As tribos estremeceram quando descobriram o dinheiro colocado em suas
sacolas (Bereshit 42:28). “O que é isso que D'us está
fazendo para nós?” eles perguntaram com o coração
pesado quando perceberam que estavam sendo considerados responsáveis
pelo sangue de seu irmão Yossef a quem tinham vendido como escravo.
No Sinai – as pessoas no campo estremeceram (Shemot 19:16). Na verdade,
a montanha inteira estremeceu violentamente (19:18).
Os sábios na verdade conectam esses três tremores. Segundo
Rabi Judah (Zohar I 144 b), a angústia de Yaacov pela perda de
Yossef foi um castigo por fazer seu pai Yitschac estremecer. O Midrash
(Ohr Há’afeilah em manuscrito) diz que devido ao tremor de
Yitschac seus filhos estremeceram no Sinai. Qual é a conexão
entre esses três eventos?
Todo tremor reflete um sério distúrbio. Quando ficamos conscientes
de que as coisas não estão certas, estremecemos. Nosso universo
em geral e cada pessoa individualmente, são contraditórios
por natureza – formados por matéria e espírito, corpo
e alma – duas forças impulsionadas em direções
opostas. A batalha entre matéria e espírito cria grave turbulência,
que está na base de toda a solidão e desespero existenciais
– motivo mais do que suficiente para estremecer. No entanto essa
dissonância nem sempre é aparente.
A história de Esav e Yaacov reflete o conflito da própria
vida, resultando da tensão entre matéria e espírito.
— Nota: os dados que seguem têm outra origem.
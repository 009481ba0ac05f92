//! Integration tests for store operations

mod common;

use common::{create_test_store, create_test_store_with, ALICE, BOB};
use std::fs;
use userstore::cli::perform;
use userstore::config::Invocation;
use userstore::{AddOutcome, RemoveOutcome, User, UserStore, UserStoreError};

#[test]
fn test_add_then_list_contains_record() {
    let (_temp_dir, file_path) = create_test_store();
    let store = UserStore::new(&file_path);

    assert_eq!(store.add_json(ALICE).unwrap(), AddOutcome::Added);

    let users = store.list().unwrap();
    let matching: Vec<&User> = users.iter().filter(|u| u.id == "1").collect();
    assert_eq!(matching, vec![&User::new("1", "a@x.com", 30)]);
}

#[test]
fn test_add_same_id_twice() {
    let (_temp_dir, file_path) = create_test_store();
    let store = UserStore::new(&file_path);

    store.add_json(ALICE).unwrap();
    let second = store
        .add_json(r#"{"id":"1","email":"changed@x.com","age":99}"#)
        .unwrap();

    assert_eq!(second.to_string(), "Item with id 1 already exists");
    let users = store.list().unwrap();
    assert_eq!(users.len(), 1);
    assert_eq!(users[0].email, "a@x.com");
}

#[test]
fn test_remove_present_and_absent() {
    let (_temp_dir, file_path) = create_test_store();
    let store = UserStore::new(&file_path);
    store.add_json(ALICE).unwrap();
    store.add_json(BOB).unwrap();

    assert_eq!(store.remove_by_id("1").unwrap(), RemoveOutcome::Removed(1));
    let users = store.list().unwrap();
    assert_eq!(users.len(), 1);
    assert!(users.iter().all(|u| u.id != "1"));

    let outcome = store.remove_by_id("1").unwrap();
    assert_eq!(outcome, RemoveOutcome::NotFound("1".to_string()));
    assert_eq!(outcome.to_string(), "Item with id 1 not found");
    assert_eq!(store.list().unwrap().len(), 1);
}

#[test]
fn test_find_by_id_matches_stored_record() {
    let (_temp_dir, file_path) = create_test_store();
    let store = UserStore::new(&file_path);
    store.add_json(BOB).unwrap();

    assert_eq!(
        store.find_by_id("2").unwrap(),
        Some(User::new("2", "b@x.com", 41))
    );
    assert_eq!(store.find_by_id("404").unwrap(), None);
}

#[test]
fn test_list_fresh_store_is_empty() {
    let (_temp_dir, file_path) = create_test_store();
    assert!(UserStore::new(&file_path).list().unwrap().is_empty());
}

#[test]
fn test_list_file_written_as_null() {
    let (_temp_dir, file_path) = create_test_store_with("null");
    let store = UserStore::new(&file_path);
    assert!(store.list().unwrap().is_empty());

    store.add_json(ALICE).unwrap();
    assert_eq!(fs::read_to_string(&file_path).unwrap(), format!("[{}]", ALICE));
}

#[test]
fn test_corrupt_file_is_not_overwritten() {
    let (_temp_dir, file_path) = create_test_store_with("[{\"id\":");
    let store = UserStore::new(&file_path);

    let err = store.add_json(ALICE).unwrap_err();
    assert!(matches!(err, UserStoreError::DecodeFile { .. }));
    assert_eq!(fs::read_to_string(&file_path).unwrap(), "[{\"id\":");
}

#[test]
fn test_missing_parent_directory_is_io_error() {
    let (temp_dir, _) = create_test_store();
    let store = UserStore::new(temp_dir.path().join("missing").join("users.json"));

    let err = store.add_json(ALICE).unwrap_err();
    assert!(matches!(err, UserStoreError::Io { .. }));
}

#[test]
fn test_end_to_end_through_perform() {
    let (_temp_dir, file_path) = create_test_store();
    let run = |invocation: Invocation| {
        let mut out = Vec::new();
        perform(&invocation, &mut out).unwrap();
        String::from_utf8(out).unwrap()
    };

    let added = run(Invocation::Add {
        file: file_path.clone(),
        item: ALICE.to_string(),
    });
    assert_eq!(added, "");
    assert_eq!(fs::read_to_string(&file_path).unwrap(), format!("[{}]", ALICE));

    let found = run(Invocation::FindById {
        file: file_path.clone(),
        id: "1".to_string(),
    });
    assert_eq!(found, ALICE);

    let removed = run(Invocation::Remove {
        file: file_path.clone(),
        id: "1".to_string(),
    });
    assert_eq!(removed, "");
    assert_eq!(fs::read_to_string(&file_path).unwrap(), "[]");

    let again = run(Invocation::Remove {
        file: file_path.clone(),
        id: "1".to_string(),
    });
    assert_eq!(again, "Item with id 1 not found");
}
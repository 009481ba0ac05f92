//! CLI interface and argument parsing
//!
//! This module handles command-line parsing, dispatch to the store,
//! and diagnostic output.

pub mod app;
pub mod logging;

// Re-export main types
pub use app::*;
pub use logging::*;
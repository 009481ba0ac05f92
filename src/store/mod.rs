//! User record storage
//!
//! This module owns the backing JSON file and the operations that
//! read, mutate and rewrite it.

pub mod file;
pub mod user;

// Re-export main types
pub use file::*;
pub use user::*;
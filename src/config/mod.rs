//! Invocation configuration and validation
//!
//! This module describes what a run was asked to do and checks the
//! flags against the selected operation.

pub mod schema;
pub mod types;

// Re-export main types
pub use schema::*;
pub use types::*;
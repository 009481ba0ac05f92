//! Core invocation types
//!
//! This module defines what a single run of the tool was asked to do.

use crate::error::UserStoreError;
use std::fmt;
use std::path::{Path, PathBuf};
use std::str::FromStr;

/// Flag names as they appear on the command line
pub const OPERATION_FLAG: &str = "operation";
pub const FILE_NAME_FLAG: &str = "fileName";
pub const ITEM_FLAG: &str = "item";
pub const ID_FLAG: &str = "id";

/// All long flags the tool accepts
pub const FLAG_NAMES: &[&str] = &[OPERATION_FLAG, FILE_NAME_FLAG, ITEM_FLAG, ID_FLAG];

/// Supported operations
#[derive(Debug, Clone, Copy, PartialEq, Eq)]
pub enum Operation {
    Add,
    List,
    FindById,
    Remove,
}

impl Operation {
    pub fn as_str(&self) -> &'static str {
        match self {
            Operation::Add => "add",
            Operation::List => "list",
            Operation::FindById => "findById",
            Operation::Remove => "remove",
        }
    }
}

impl FromStr for Operation {
    type Err = UserStoreError;

    fn from_str(s: &str) -> Result<Self, Self::Err> {
        match s {
            "add" => Ok(Operation::Add),
            "list" => Ok(Operation::List),
            "findById" => Ok(Operation::FindById),
            "remove" => Ok(Operation::Remove),
            other => Err(UserStoreError::UnknownOperation(other.to_string())),
        }
    }
}

impl fmt::Display for Operation {
    fn fmt(&self, f: &mut fmt::Formatter<'_>) -> fmt::Result {
        f.write_str(self.as_str())
    }
}

/// Flag values as collected from the command line, before validation
#[derive(Debug, Clone, Default, PartialEq, Eq)]
pub struct RawArgs {
    pub operation: Option<String>,
    pub file_name: Option<String>,
    pub item: Option<String>,
    pub id: Option<String>,
}

/// A validated request: one variant per operation, carrying exactly
/// the inputs that operation needs
#[derive(Debug, Clone, PartialEq, Eq)]
pub enum Invocation {
    Add { file: PathBuf, item: String },
    List { file: PathBuf },
    FindById { file: PathBuf, id: String },
    Remove { file: PathBuf, id: String },
}

impl Invocation {
    pub fn operation(&self) -> Operation {
        match self {
            Invocation::Add { .. } => Operation::Add,
            Invocation::List { .. } => Operation::List,
            Invocation::FindById { .. } => Operation::FindById,
            Invocation::Remove { .. } => Operation::Remove,
        }
    }

    /// Backing file this invocation works on
    pub fn file(&self) -> &Path {
        match self {
            Invocation::Add { file, .. }
            | Invocation::List { file }
            | Invocation::FindById { file, .. }
            | Invocation::Remove { file, .. } => file,
        }
    }
}
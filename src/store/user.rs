//! User record type and its JSON encoding

use crate::error::{Result, UserStoreError};
use serde::{Deserialize, Serialize};
use std::path::Path;

/// A single managed record, keyed by `id`
#[derive(Debug, Clone, PartialEq, Eq, Deserialize, Serialize)]
pub struct User {
    /// Caller-supplied unique key
    pub id: String,

    /// Email address (not validated)
    pub email: String,

    /// Age (not validated)
    pub age: i64,
}

/// Ordered users as they appear in the backing file
pub type UserCollection = Vec<User>;

impl User {
    pub fn new(id: impl Into<String>, email: impl Into<String>, age: i64) -> Self {
        User {
            id: id.into(),
            email: email.into(),
            age,
        }
    }

    /// Parse a user from the JSON text given on the command line
    pub fn from_json(json: &str) -> Result<Self> {
        serde_json::from_str(json).map_err(UserStoreError::DecodeItem)
    }

    /// Compact JSON form of this user
    pub fn to_json(&self) -> Result<String> {
        serde_json::to_string(self).map_err(UserStoreError::Encode)
    }
}

/// Decode the contents of a backing file.
///
/// Blank content and a bare `null` both mean "no users".
pub fn decode_collection(data: &[u8], path: &Path) -> Result<UserCollection> {
    if data.iter().all(u8::is_ascii_whitespace) {
        return Ok(UserCollection::new());
    }

    let users: Option<UserCollection> =
        serde_json::from_slice(data).map_err(|source| UserStoreError::DecodeFile {
            path: path.to_path_buf(),
            source,
        })?;

    Ok(users.unwrap_or_default())
}

/// Encode users as a compact JSON array
pub fn encode_collection(users: &[User]) -> Result<String> {
    serde_json::to_string(users).map_err(UserStoreError::Encode)
}
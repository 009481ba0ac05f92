//! Error types for userstore

use std::io;
use std::path::PathBuf;
use thiserror::Error;

/// Result type alias for userstore operations
pub type Result<T> = std::result::Result<T, UserStoreError>;

/// Main error type for userstore
#[derive(Error, Debug)]
pub enum UserStoreError {
    /// A flag required by the selected operation was absent or empty
    #[error("-{0} flag has to be specified")]
    MissingArgument(&'static str),

    /// The `-operation` value is not one of the supported operations
    #[error("Operation {0} not allowed!")]
    UnknownOperation(String),

    /// The `-item` payload could not be parsed into a user
    #[error("Invalid item: {0}")]
    DecodeItem(#[source] serde_json::Error),

    /// The backing file does not contain a JSON array of users
    #[error("Failed to decode '{}': {source}", path.display())]
    DecodeFile {
        path: PathBuf,
        #[source]
        source: serde_json::Error,
    },

    /// The collection could not be serialized
    #[error("Failed to encode users: {0}")]
    Encode(#[source] serde_json::Error),

    /// The backing file could not be read or written
    #[error("I/O error on '{}': {source}", path.display())]
    Io {
        path: PathBuf,
        #[source]
        source: io::Error,
    },

    /// Writing the result to the output stream failed
    #[error("Failed to write output: {0}")]
    Output(#[from] io::Error),
}

impl UserStoreError {
    pub(crate) fn io(path: impl Into<PathBuf>, source: io::Error) -> Self {
        UserStoreError::Io {
            path: path.into(),
            source,
        }
    }

    /// Whether this error came from malformed JSON
    pub fn is_decode(&self) -> bool {
        matches!(
            self,
            UserStoreError::DecodeItem(_) | UserStoreError::DecodeFile { .. }
        )
    }
}
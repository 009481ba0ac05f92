//! File-backed user store
//!
//! Every operation is a full cycle: load the whole file, change the list
//! in memory, then replace the whole file.

use crate::error::{Result, UserStoreError};
use crate::store::user::{decode_collection, encode_collection, User, UserCollection};
use std::fmt;
use std::fs;
use std::io::{ErrorKind, Write};
use std::path::{Path, PathBuf};
use tempfile::NamedTempFile;
use tracing::{debug, info, warn};

/// Result of adding a user
#[derive(Debug, Clone, PartialEq, Eq)]
pub enum AddOutcome {
    /// The user was appended and the file rewritten
    Added,
    /// A user with this id is already stored; nothing was written
    AlreadyExists(String),
}

/// Result of removing users by id
#[derive(Debug, Clone, PartialEq, Eq)]
pub enum RemoveOutcome {
    /// Number of records dropped
    Removed(usize),
    /// No record had this id; nothing was written
    NotFound(String),
}

impl fmt::Display for AddOutcome {
    fn fmt(&self, f: &mut fmt::Formatter<'_>) -> fmt::Result {
        match self {
            AddOutcome::Added => Ok(()),
            AddOutcome::AlreadyExists(id) => write!(f, "Item with id {} already exists", id),
        }
    }
}

impl fmt::Display for RemoveOutcome {
    fn fmt(&self, f: &mut fmt::Formatter<'_>) -> fmt::Result {
        match self {
            RemoveOutcome::Removed(_) => Ok(()),
            RemoveOutcome::NotFound(id) => write!(f, "Item with id {} not found", id),
        }
    }
}

/// Store backed by a single JSON file
#[derive(Debug, Clone)]
pub struct UserStore {
    path: PathBuf,
}

impl UserStore {
    /// Create a store for the given backing file. The file need not exist.
    pub fn new(path: impl Into<PathBuf>) -> Self {
        UserStore { path: path.into() }
    }

    /// Path of the backing file
    pub fn path(&self) -> &Path {
        &self.path
    }

    /// Read the whole collection. A missing file is an empty collection.
    pub fn load(&self) -> Result<UserCollection> {
        let data = match fs::read(&self.path) {
            Ok(data) => data,
            Err(e) if e.kind() == ErrorKind::NotFound => {
                debug!(path = %self.path.display(), "backing file missing, starting empty");
                return Ok(UserCollection::new());
            }
            Err(e) => return Err(UserStoreError::io(&self.path, e)),
        };

        let users = decode_collection(&data, &self.path)?;
        debug!(path = %self.path.display(), count = users.len(), "loaded users");
        Ok(users)
    }

    /// Replace the backing file with the given collection.
    ///
    /// The new content is written to a temporary file next to the real
    /// target (symlinks resolved) and renamed over it. An existing file
    /// keeps its permissions.
    pub fn save(&self, users: &[User]) -> Result<()> {
        let json = encode_collection(users)?;
        let target = self.resolve_target()?;
        let dir = parent_dir(&target);

        let mut tmp = NamedTempFile::new_in(dir).map_err(|e| UserStoreError::io(dir, e))?;
        let permissions = match fs::metadata(&target) {
            Ok(meta) => Some(meta.permissions()),
            Err(e) if e.kind() == ErrorKind::NotFound => new_file_permissions(),
            Err(e) => return Err(UserStoreError::io(&target, e)),
        };

        tmp.write_all(json.as_bytes())
            .and_then(|_| match permissions {
                Some(permissions) => tmp.as_file().set_permissions(permissions),
                None => Ok(()),
            })
            .and_then(|_| tmp.as_file().sync_all())
            .map_err(|e| UserStoreError::io(tmp.path(), e))?;
        tmp.persist(&target)
            .map_err(|e| UserStoreError::io(&target, e.error))?;

        debug!(path = %target.display(), count = users.len(), "wrote users");
        Ok(())
    }

    /// The file a save actually replaces: the backing path with any
    /// symlinks followed, or the path itself when nothing exists yet
    fn resolve_target(&self) -> Result<PathBuf> {
        match fs::canonicalize(&self.path) {
            Ok(target) => Ok(target),
            Err(e) if e.kind() == ErrorKind::NotFound => Ok(self.path.clone()),
            Err(e) => Err(UserStoreError::io(&self.path, e)),
        }
    }

    /// Append a user unless its id is already taken
    pub fn add(&self, user: User) -> Result<AddOutcome> {
        let mut users = self.load()?;

        if users.iter().any(|u| u.id == user.id) {
            warn!(id = %user.id, "user already exists, not writing");
            return Ok(AddOutcome::AlreadyExists(user.id));
        }

        info!(id = %user.id, "adding user");
        users.push(user);
        self.save(&users)?;
        Ok(AddOutcome::Added)
    }

    /// Parse a JSON user and add it
    pub fn add_json(&self, item: &str) -> Result<AddOutcome> {
        let user = User::from_json(item)?;
        self.add(user)
    }

    /// All users, in insertion order
    pub fn list(&self) -> Result<UserCollection> {
        self.load()
    }

    /// First user with the given id
    pub fn find_by_id(&self, id: &str) -> Result<Option<User>> {
        let found = self.load()?.into_iter().find(|u| u.id == id);
        if found.is_none() {
            debug!(id, "no user with this id");
        }
        Ok(found)
    }

    /// Drop every user with the given id
    pub fn remove_by_id(&self, id: &str) -> Result<RemoveOutcome> {
        let users = self.load()?;

        let (removed, kept): (Vec<User>, Vec<User>) =
            users.into_iter().partition(|u| u.id == id);

        if removed.is_empty() {
            return Ok(RemoveOutcome::NotFound(id.to_string()));
        }

        info!(id, removed = removed.len(), remaining = kept.len(), "removing user");
        self.save(&kept)?;
        Ok(RemoveOutcome::Removed(removed.len()))
    }
}

/// Directory a temporary file for `path` is created in
fn parent_dir(path: &Path) -> &Path {
    match path.parent() {
        Some(dir) if !dir.as_os_str().is_empty() => dir,
        _ => Path::new("."),
    }
}

/// Mode for a backing file created by the first save: 0644 on Unix
/// rather than the temporary file's 0600
#[cfg(unix)]
fn new_file_permissions() -> Option<fs::Permissions> {
    use std::os::unix::fs::PermissionsExt;
    Some(fs::Permissions::from_mode(0o644))
}

#[cfg(not(unix))]
fn new_file_permissions() -> Option<fs::Permissions> {
    None
}
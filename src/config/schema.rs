//! Argument validation
//!
//! Turns the loosely collected flag values into an [`Invocation`].

use crate::config::types::{
    Invocation, Operation, RawArgs, FILE_NAME_FLAG, ID_FLAG, ITEM_FLAG, OPERATION_FLAG,
};
use crate::error::{Result, UserStoreError};
use std::path::PathBuf;

/// Validate raw flags for the selected operation.
///
/// Checks run in a fixed order: `-operation` present, `-fileName`
/// present, operation name known, then the operation's own flag.
pub fn validate_args(args: RawArgs) -> Result<Invocation> {
    let operation = require(args.operation, OPERATION_FLAG)?;
    let file = PathBuf::from(require(args.file_name, FILE_NAME_FLAG)?);

    let invocation = match operation.parse::<Operation>()? {
        Operation::Add => Invocation::Add {
            file,
            item: require(args.item, ITEM_FLAG)?,
        },
        Operation::List => Invocation::List { file },
        Operation::FindById => Invocation::FindById {
            file,
            id: require(args.id, ID_FLAG)?,
        },
        Operation::Remove => Invocation::Remove {
            file,
            id: require(args.id, ID_FLAG)?,
        },
    };

    Ok(invocation)
}

/// An absent flag and an empty one are both missing
fn require(value: Option<String>, flag: &'static str) -> Result<String> {
    match value {
        Some(v) if !v.is_empty() => Ok(v),
        _ => Err(UserStoreError::MissingArgument(flag)),
    }
}
//! Phase 1 - displacement, collision, momentum transfer and liquid lateral
//! flow.

use crate::grid::{clamp_velocity, Cell};
use crate::material::BehaviorType;
use crate::physics::kernel::{ChunkWindow, Probe};
use crate::physics::{GRAVITY_RATE, MAX_DISPERSION, MOMENTUM_DEN, MOMENTUM_NUM};

/// Where a cell ended up after phase 1, plus what happened on the way.
pub(crate) struct MoveOutcome {
    pub x: i32,
    pub y: i32,
    /// The cell was falling and got stopped this step.
    pub landed: bool,
    /// Vertical speed at the moment the fall was stopped.
    pub impact: i8,
}

/// Material dispersion rate, capped so the displacement bound holds whatever
/// the material table says.
#[inline]
pub(crate) fn effective_dispersion(rate: u8) -> i32 {
    (rate as i32).min(MAX_DISPERSION)
}

pub(crate) fn apply(
    win: &mut ChunkWindow<'_>,
    x: i32,
    y: i32,
    mut cell: Cell,
    behavior: BehaviorType,
) -> MoveOutcome {
    let original = cell;
    let density = win.registry().density(cell.material);
    let dispersion = effective_dispersion(win.registry().lookup(cell.material).dispersion_rate);

    let mut cx = x;
    let mut cy = y;
    let mut moved = false;

    // Gravity accumulation. Only while the cell can actually fall (or is
    // already moving): a cell resting on a blocked neighbor accrues nothing,
    // so settled chunks stop changing and go to sleep.
    if matches!(behavior, BehaviorType::Powder | BehaviorType::Liquid) {
        let below_open = !matches!(win.probe(density, x, y + 1), Probe::Blocked);
        if below_open || cell.vy > 0 {
            let (acc, carry) = cell.gravity.overflowing_add(GRAVITY_RATE);
            cell.gravity = acc;
            if carry {
                cell.vy = clamp_velocity(cell.vy as i32 + 1);
            }
        }
    }

    let was_falling = cell.vy > 0;
    let mut blocked_fall = false;
    let mut impact = 0i8;
    // Slot the displaced cell rises into when a swap happens.
    let mut displaced: Option<(i32, i32, Cell)> = None;

    // Vertical displacement: advance up to vy cells, swapping at most once
    // with a strictly less dense movable target.
    for _ in 0..cell.vy.max(0) {
        match win.probe(density, cx, cy + 1) {
            Probe::Open => {
                cy += 1;
                moved = true;
            }
            Probe::Displace(mut other) => {
                let transfer = (cell.vy as i32 * MOMENTUM_NUM) / MOMENTUM_DEN;
                other.vy = clamp_velocity(other.vy as i32 + transfer);
                other.stamp = win.stamp;
                cell.vy = clamp_velocity(cell.vy as i32 - transfer);
                displaced = Some((cx, cy, other));
                cy += 1;
                moved = true;
                break;
            }
            Probe::Blocked => {
                blocked_fall = true;
                break;
            }
        }
    }

    if blocked_fall {
        impact = cell.vy;
        cell.vy = 0;
        // Inertia: the stopped fall pushes part of the horizontal momentum
        // into the neighbor it leans toward.
        if cell.vx != 0 {
            let dir = if cell.vx > 0 { 1 } else { -1 };
            if let Some(mut neighbor) = win.get(cx + dir, cy) {
                if win.registry().behavior(neighbor.material).is_movable() {
                    let transfer = (cell.vx as i32 * MOMENTUM_NUM) / MOMENTUM_DEN;
                    if transfer != 0 {
                        neighbor.vx = clamp_velocity(neighbor.vx as i32 + transfer);
                        win.put(cx + dir, cy, neighbor);
                        cell.vx = clamp_velocity(cell.vx as i32 - transfer);
                    }
                }
            }
        }
    }

    // Horizontal displacement from accumulated vx. Liquids cap the travel at
    // their dispersion rate and spend the whole impulse on the move, which
    // is what keeps their total spread bounded.
    if cell.vx != 0 {
        let dir = if cell.vx > 0 { 1 } else { -1 };
        let mut budget = (cell.vx as i32).abs();
        if behavior == BehaviorType::Liquid {
            budget = budget.min(dispersion);
        }
        let mut bumped = false;
        for _ in 0..budget {
            if win.is_open(cx + dir, cy) {
                cx += dir;
                moved = true;
            } else {
                bumped = true;
                break;
            }
        }
        if bumped || behavior == BehaviorType::Liquid {
            cell.vx = 0;
        }
    }

    // Liquid lateral flow: a liquid that cannot fall slides toward the
    // nearest column (within its dispersion rate) it could fall into. Only
    // columns it can actually drop from count, so puddles level out and then
    // stop instead of crawling forever.
    if behavior == BehaviorType::Liquid
        && !moved
        && matches!(win.probe(density, cx, cy + 1), Probe::Blocked)
    {
        let first = win.rng.sign();
        'search: for dir in [first, -first] {
            for d in 1..=dispersion {
                let tx = cx + dir * d;
                if !win.is_open(tx, cy) {
                    break;
                }
                if win.is_open(tx, cy + 1) {
                    cx = tx;
                    moved = true;
                    break 'search;
                }
            }
        }
    }

    if moved {
        cell.stamp = win.stamp;
    }
    if (cx, cy) != (x, y) {
        win.put(x, y, Cell::EMPTY);
        if let Some((sx, sy, other)) = displaced {
            win.put(sx, sy, other);
        }
        win.put(cx, cy, cell);
    } else if cell != original {
        win.put(x, y, cell);
    }

    MoveOutcome {
        x: cx,
        y: cy,
        landed: was_falling && blocked_fall,
        impact,
    }
}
Os irmãos gêmeos Yaacov e Esav incorporam duas personalidades
e duas nações que são contrárias uma a outra
desde o momento da concepção (no útero de Rivca):
“Duas nações estão em seu útero. Dois
governos se separarão de suas entranhas. A mão mais alta
irá de uma nação para outra.”
Essav e Yaacov representam duas forças em cada uma de nossas vidas
e no mundo em geral: Essav, o “exímio caçador, um
homem do campo”, simboliza o corpo, o mundo material, cujos elementos
grosseiros precisam ser conquistados. Yaacov, o “homem íntegro,
que habita as tendas”, incorpora a alma, o mundo espiritual. A princípio
esses dois mundos não coexistem. Matéria e espírito
estão em guerra um contra o outro: “Quando um levanta o outro
cai.”
Em termos místicos o conflito entre Yaacov e Essav representa o
processo chamado Avodat habirurim: tudo em nossa existência material
contém “centelhas” Divinas, i.e., energia espiritual,
e somos encarregados da missão de liberar, redimir e elevar essas
centelhas, e assim refinar o universo material e transformá-lo
no seu verdadeiro propósito: um veículo para a expressão
espiritual.
Originalmente, Essav era para ser o parceiro de Yaacov no esforço
para redimir as “centelhas” Divinas. O guerreiro Essav deveria
domar os elementos crassos do materialismo e moldá-los em veículos
do sublime. Porém o Essav Material primeiro precisa do Yaacov espiritual
para ter direção e foco. Para receber as bênçãos
materiais que Yitschac tinha designado a Essav, Yaacov se veste com as
roupas de Essav, para redimir a poderosa energia dentro da matéria
(para elaboração mais aprofundada, veja: Yaacov e Essav:
Duas Nações, Os Gêmeos, O Poder do Esforço
Humano).
Depois que Yaacov se camuflou como Essav para receber as bênçãos
de Yitschac, Esav retorna da caçada no campo e se apresenta perante
seu pai Yitschac. Quando Essav entra na presença do pai, este sente
a profunda dissonância entre matéria e espírito, entre
Essav e Yaacov. E ele estremece violentamente: algo está errado,
terrivelmente errado. O que exatamente fez Yitschac ser tomado por um
tremor tão violento?
Uma opinião é que Yitschac estremeceu quando viu que Essav
não era quem Yitschac pensava que ele fosse: Yitschac “viu
o Gehinom [inferno] aberto por baixo dele” (Rashi – de Tanchuma
Bracha 1, Zohar ibid.). Uma segunda opinião é que Yaacov
também foi a causa deste tremor. Portanto embora D'us concordasse
que Yaacov deveria receber as bênçãos, mas como ele
causou tanto sofrimento ao pai (i.e., ele o informou sobre a profunda
discórdia), Yaacov mais tarde seria afetado por sua vez com a perda
de Yossef. Yossef ser vendido pelos irmãos foi outra manifestação
da discórdia entre corpo e espírito.
E finalmente, o tremor de Yitschac fez o povo judeu estremecer quando
esteve no Sinai. O Salmista escreve: “Do Céu Tu fizeste a
sentença ser ouvida, a terra temeu e ficou imóvel”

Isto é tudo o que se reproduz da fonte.